Exercise: Only the line with "not loaded, using" and the lines after it, to the end of the data, should appear in the answer, each reproduced exactly.

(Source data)

//! Configuration module.

pub mod keybindings;
pub mod loader;

pub use keybindings::KeyBindings;
pub use loader::{
    apply_cli_overrides, apply_env_overrides, default_config_path, default_log_path,
    load_config_file, load_config_with_precedence, merge_config, resolve, CliOverrides,
    ConfigError, ConfigFile, ResolvedConfig, Settings,
};
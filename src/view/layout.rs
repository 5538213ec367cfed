//! Screen layout: tab bar, document area with the viewer panel, status bar.

use super::log_view::LogView;
use super::status_indicator::StatusIndicatorView;
use super::tabs::{render_tab_bar, tab_title};
use crate::commands::Command;
use crate::host::{InsertMode, Shell};
use crate::model::key_label;
use crate::shell::{document_source, DocumentShell, Focus};
use crate::workbench::Workbench;
use ratatui::{
    layout::{Constraint, Direction, Layout, Rect},
    style::{Color, Modifier, Style},
    text::{Line, Span},
    widgets::{Block, Borders, Paragraph, Wrap},
    Frame,
};

/// Render the whole screen.
pub fn render_layout(
    frame: &mut Frame,
    workbench: &Workbench,
    shell: &DocumentShell,
    scroll_offset: usize,
) {
    // Split screen vertically: tab bar + body + status bar
    let vertical_chunks = Layout::default()
        .direction(Direction::Vertical)
        .constraints([
            Constraint::Length(3), // Tab bar (border + titles)
            Constraint::Min(0),    // Document and viewer
            Constraint::Length(1), // Status bar
        ])
        .split(frame.area());

    let titles = shell
        .tabs()
        .iter()
        .map(|w| tab_title(w, workbench.status().is_dirty(&document_source(w))))
        .collect();
    let selected = match shell.focus() {
        Focus::Tab(i) => Some(i),
        Focus::Nothing | Focus::Viewer => None,
    };
    render_tab_bar(frame, vertical_chunks[0], titles, selected);

    render_body(frame, vertical_chunks[1], workbench, shell, scroll_offset);
    render_status_bar(frame, vertical_chunks[2], workbench);
}

fn render_body(
    frame: &mut Frame,
    area: Rect,
    workbench: &Workbench,
    shell: &DocumentShell,
    scroll_offset: usize,
) {
    let panel = shell
        .viewer_panel()
        .filter(|_| shell.is_viewer_visible() && workbench.viewer().is_some());
    let Some(panel) = panel else {
        render_document(frame, area, shell);
        return;
    };

    let (document_area, viewer_area) = match panel.placement.mode {
        InsertMode::TabAfter => (None, area),
        InsertMode::SplitBottom | InsertMode::SplitRight => {
            let direction = if panel.placement.mode == InsertMode::SplitBottom {
                Direction::Vertical
            } else {
                Direction::Horizontal
            };
            let chunks = Layout::default()
                .direction(direction)
                .constraints([Constraint::Percentage(55), Constraint::Percentage(45)])
                .split(area);
            (Some(chunks[0]), chunks[1])
        }
    };

    if let Some(document_area) = document_area {
        render_document(frame, document_area, shell);
    }
    if let Some(viewer) = workbench.viewer() {
        let view = LogView::new(
            viewer.lines(),
            viewer.current_source(),
            scroll_offset,
            shell.focus() == Focus::Viewer,
        );
        frame.render_widget(view, viewer_area);
    }
}

/// Placeholder content of the focused document.
fn render_document(frame: &mut Frame, area: Rect, shell: &DocumentShell) {
    let focused = match shell.focus() {
        Focus::Tab(i) => shell.tabs().get(i),
        Focus::Nothing | Focus::Viewer => None,
    };
    let (title, body) = match focused {
        Some(widget) => {
            let source = document_source(widget);
            let body = match &source {
                Some(_) => format!("Document {}", key_label(&source)),
                None => format!("{} (no log source)", widget),
            };
            (format!(" {} ", widget), body)
        }
        None => (" Workbench ".to_string(), "Nothing focused".to_string()),
    };

    let paragraph = Paragraph::new(vec![
        Line::from(body),
        Line::from(""),
        Line::styled(
            "Tab/[/]: switch document | l: toggle log | v: focus log | s: status",
            Style::default().fg(Color::DarkGray),
        ),
    ])
    .wrap(Wrap { trim: true })
    .block(Block::default().borders(Borders::ALL).title(title));
    frame.render_widget(paragraph, area);
}

/// Keyboard hints for the status bar; source commands only when enabled.
pub fn build_keyboard_hints(workbench: &Workbench) -> String {
    let mut hints = vec!["q: quit", "l: log"];
    if workbench.is_enabled(Command::AddCheckpoint) {
        hints.push("m: checkpoint");
    }
    if workbench.is_enabled(Command::ClearLog) {
        hints.push("c: clear");
    }
    hints.push("r: reload");
    hints.join(" | ")
}

/// Render the status bar with the log indicator and hints.
fn render_status_bar(frame: &mut Frame, area: Rect, workbench: &Workbench) {
    let mut spans = vec![StatusIndicatorView::from_state(workbench.status()).render()];
    spans.push(Span::styled(
        build_keyboard_hints(workbench),
        Style::default().fg(Color::Gray),
    ));
    if workbench.settings_error().is_some() {
        spans.push(Span::styled(
            " | settings not loaded, using previous values",
            Style::default().fg(Color::Red).add_modifier(Modifier::ITALIC),
        ));
    }

    frame.render_widget(Paragraph::new(Line::from(spans)), area);
}

// ===== Tests =====

#[cfg(test)]
#[path = "layout_tests.rs"]
mod tests;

Result for this exercise:
            " | settings not loaded, using previous values",
            Style::default().fg(Color::Red).add_modifier(Modifier::ITALIC),
        ));
    }

    frame.render_widget(Paragraph::new(Line::from(spans)), area);
}

// ===== Tests =====

#[cfg(test)]
#[path = "layout_tests.rs"]
mod tests;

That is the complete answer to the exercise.